┌─ RECORDS SHOWN

use chrono::{DateTime, Utc};
use serde::{Deserialize, Serialize};
use serde_json::Value as JsonValue;
use thiserror::Error;
use uuid::Uuid;

use docledger_core::{EntityId, ExpectedVersion};
use std::sync::Arc;

/// An event ready to be appended to a stream, not yet assigned a sequence
/// number. The store assigns sequence numbers during append.
///
/// Build one from a typed domain event with [`UncommittedEvent::from_typed`],
/// which serializes the payload to JSON and captures the event metadata
/// needed to deserialize it later.
#[derive(Debug, Clone, PartialEq, Eq, Serialize, Deserialize)]
pub struct UncommittedEvent {
    pub event_id: Uuid,
    pub entity_id: EntityId,
    pub aggregate_type: String,

    pub event_type: String,
    pub event_version: u32,
    pub occurred_at: DateTime<Utc>,

    pub payload: JsonValue,
}

/// A persisted event with its assigned sequence number.
///
/// Sequence numbers are stream-scoped, start at 1, increase by one per event,
/// and never change once assigned. They drive replay ordering and the
/// optimistic concurrency check.
#[derive(Debug, Clone, PartialEq, Eq, Serialize, Deserialize)]
pub struct StoredEvent {
    pub event_id: Uuid,
    pub entity_id: EntityId,
    pub aggregate_type: String,

    /// Monotonically increasing position in the aggregate stream.
    pub sequence_number: u64,

    pub event_type: String,
    pub event_version: u32,
    pub occurred_at: DateTime<Utc>,

    pub payload: JsonValue,
}

impl StoredEvent {
    pub fn stream_version(&self) -> u64 {
        self.sequence_number
    }

    /// Convert a stored event into an event envelope for publication.
    pub fn to_envelope(&self) -> docledger_events::EventEnvelope<JsonValue> {
        docledger_events::EventEnvelope::new(
            self.event_id,
            self.entity_id,
            self.aggregate_type.clone(),
            self.sequence_number,
            self.payload.clone(),
        )
    }
}

/// Event store operation error. These are infrastructure errors (storage,
/// concurrency), distinct from domain errors.
#[derive(Debug, Error)]
pub enum EventStoreError {
    #[error("optimistic concurrency check failed: {0}")]
    Concurrency(String),

    #[error("aggregate type mismatch: {0}")]
    AggregateTypeMismatch(String),

    #[error("invalid append: {0}")]
    InvalidAppend(String),

    #[error("event publication failed: {0}")]
    Publish(String),
}

/// One stream's contribution to a multi-stream append.
#[derive(Debug, Clone)]
pub struct StreamAppend {
    pub events: Vec<UncommittedEvent>,
    pub expected_version: ExpectedVersion,
}

/// Append-only event store.
///
/// Events are organized into streams, one per aggregate instance, keyed by
/// entity id. Within a stream, sequence numbers increase monotonically.
///
/// `append` must enforce optimistic concurrency against the current stream
/// version and persist its batch atomically. `append_multi` extends the same
/// guarantee across streams: conversions and settlement bookkeeping touch
/// several aggregates at once, and either every stream's batch commits or
/// none does.
pub trait EventStore: Send + Sync {
    /// Append events to a single aggregate stream.
    fn append(
        &self,
        events: Vec<UncommittedEvent>,
        expected_version: ExpectedVersion,
    ) -> Result<Vec<StoredEvent>, EventStoreError>;

    /// Append to several streams as one atomic unit.
    ///
    /// Every batch's version check must pass before anything is written; a
    /// failure in any batch leaves every stream untouched.
    fn append_multi(&self, batches: Vec<StreamAppend>) -> Result<Vec<StoredEvent>, EventStoreError>;

    /// Load the full stream for an aggregate.
    fn load_stream(&self, entity_id: EntityId) -> Result<Vec<StoredEvent>, EventStoreError>;
}

impl<S> EventStore for Arc<S>
where
    S: EventStore + ?Sized,
{
    fn append(
        &self,
        events: Vec<UncommittedEvent>,
        expected_version: ExpectedVersion,
    ) -> Result<Vec<StoredEvent>, EventStoreError> {
        (**self).append(events, expected_version)
    }

    fn append_multi(&self, batches: Vec<StreamAppend>) -> Result<Vec<StoredEvent>, EventStoreError> {
        (**self).append_multi(batches)
    }

    fn load_stream(&self, entity_id: EntityId) -> Result<Vec<StoredEvent>, EventStoreError> {
        (**self).load_stream(entity_id)
    }
}

impl UncommittedEvent {
    /// Convenience constructor from a typed domain event.
    pub fn from_typed<E>(
        entity_id: EntityId,
        aggregate_type: impl Into<String>,
        event_id: Uuid,
        event: &E,
    ) -> Result<Self, EventStoreError>
    where
        E: docledger_events::Event + Serialize,
    {
        let payload = serde_json::to_value(event).map_err(|e| {
            EventStoreError::InvalidAppend(format!("payload serialization failed: {e}"))
        })?;

        Ok(Self {
            event_id,
            entity_id,
            aggregate_type: aggregate_type.into(),
            event_type: event.event_type().to_string(),
            event_version: event.version(),
            occurred_at: event.occurred_at(),
            payload,
        })
    }
}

└─

WORK ITEM: Each record, exactly as written, is to be printed again.

RESPONSE AREA:
use chrono::{DateTime, Utc};
use serde::{Deserialize, Serialize};
use serde_json::Value as JsonValue;
use thiserror::Error;
use uuid::Uuid;

use docledger_core::{EntityId, ExpectedVersion};
use std::sync::Arc;

/// An event ready to be appended to a stream, not yet assigned a sequence
/// number. The store assigns sequence numbers during append.
///
/// Build one from a typed domain event with [`UncommittedEvent::from_typed`],
/// which serializes the payload to JSON and captures the event metadata
/// needed to deserialize it later.
#[derive(Debug, Clone, PartialEq, Eq, Serialize, Deserialize)]
pub struct UncommittedEvent {
    pub event_id: Uuid,
    pub entity_id: EntityId,
    pub aggregate_type: String,

    pub event_type: String,
    pub event_version: u32,
    pub occurred_at: DateTime<Utc>,

    pub payload: JsonValue,
}

/// A persisted event with its assigned sequence number.
///
/// Sequence numbers are stream-scoped, start at 1, increase by one per event,
/// and never change once assigned. They drive replay ordering and the
/// optimistic concurrency check.
#[derive(Debug, Clone, PartialEq, Eq, Serialize, Deserialize)]
pub struct StoredEvent {
    pub event_id: Uuid,
    pub entity_id: EntityId,
    pub aggregate_type: String,

    /// Monotonically increasing position in the aggregate stream.
    pub sequence_number: u64,

    pub event_type: String,
    pub event_version: u32,
    pub occurred_at: DateTime<Utc>,

    pub payload: JsonValue,
}

impl StoredEvent {
    pub fn stream_version(&self) -> u64 {
        self.sequence_number
    }

    /// Convert a stored event into an event envelope for publication.
    pub fn to_envelope(&self) -> docledger_events::EventEnvelope<JsonValue> {
        docledger_events::EventEnvelope::new(
            self.event_id,
            self.entity_id,
            self.aggregate_type.clone(),
            self.sequence_number,
            self.payload.clone(),
        )
    }
}

/// Event store operation error. These are infrastructure errors (storage,
/// concurrency), distinct from domain errors.
#[derive(Debug, Error)]
pub enum EventStoreError {
    #[error("optimistic concurrency check failed: {0}")]
    Concurrency(String),

    #[error("aggregate type mismatch: {0}")]
    AggregateTypeMismatch(String),

    #[error("invalid append: {0}")]
    InvalidAppend(String),

    #[error("event publication failed: {0}")]
    Publish(String),
}

/// One stream's contribution to a multi-stream append.
#[derive(Debug, Clone)]
pub struct StreamAppend {
    pub events: Vec<UncommittedEvent>,
    pub expected_version: ExpectedVersion,
}

/// Append-only event store.
///
/// Events are organized into streams, one per aggregate instance, keyed by
/// entity id. Within a stream, sequence numbers increase monotonically.
///
/// `append` must enforce optimistic concurrency against the current stream
/// version and persist its batch atomically. `append_multi` extends the same
/// guarantee across streams: conversions and settlement bookkeeping touch
/// several aggregates at once, and either every stream's batch commits or
/// none does.
pub trait EventStore: Send + Sync {
    /// Append events to a single aggregate stream.
    fn append(
        &self,
        events: Vec<UncommittedEvent>,
        expected_version: ExpectedVersion,
    ) -> Result<Vec<StoredEvent>, EventStoreError>;

    /// Append to several streams as one atomic unit.
    ///
    /// Every batch's version check must pass before anything is written; a
    /// failure in any batch leaves every stream untouched.
    fn append_multi(&self, batches: Vec<StreamAppend>) -> Result<Vec<StoredEvent>, EventStoreError>;

    /// Load the full stream for an aggregate.
    fn load_stream(&self, entity_id: EntityId) -> Result<Vec<StoredEvent>, EventStoreError>;
}

impl<S> EventStore for Arc<S>
where
    S: EventStore + ?Sized,
{
    fn append(
        &self,
        events: Vec<UncommittedEvent>,
        expected_version: ExpectedVersion,
    ) -> Result<Vec<StoredEvent>, EventStoreError> {
        (**self).append(events, expected_version)
    }

    fn append_multi(&self, batches: Vec<StreamAppend>) -> Result<Vec<StoredEvent>, EventStoreError> {
        (**self).append_multi(batches)
    }

    fn load_stream(&self, entity_id: EntityId) -> Result<Vec<StoredEvent>, EventStoreError> {
        (**self).load_stream(entity_id)
    }
}

impl UncommittedEvent {
    /// Convenience constructor from a typed domain event.
    pub fn from_typed<E>(
        entity_id: EntityId,
        aggregate_type: impl Into<String>,
        event_id: Uuid,
        event: &E,
    ) -> Result<Self, EventStoreError>
    where
        E: docledger_events::Event + Serialize,
    {
        let payload = serde_json::to_value(event).map_err(|e| {
            EventStoreError::InvalidAppend(format!("payload serialization failed: {e}"))
        })?;

        Ok(Self {
            event_id,
            entity_id,
            aggregate_type: aggregate_type.into(),
            event_type: event.event_type().to_string(),
            event_version: event.version(),
            occurred_at: event.occurred_at(),
            payload,
        })
    }
}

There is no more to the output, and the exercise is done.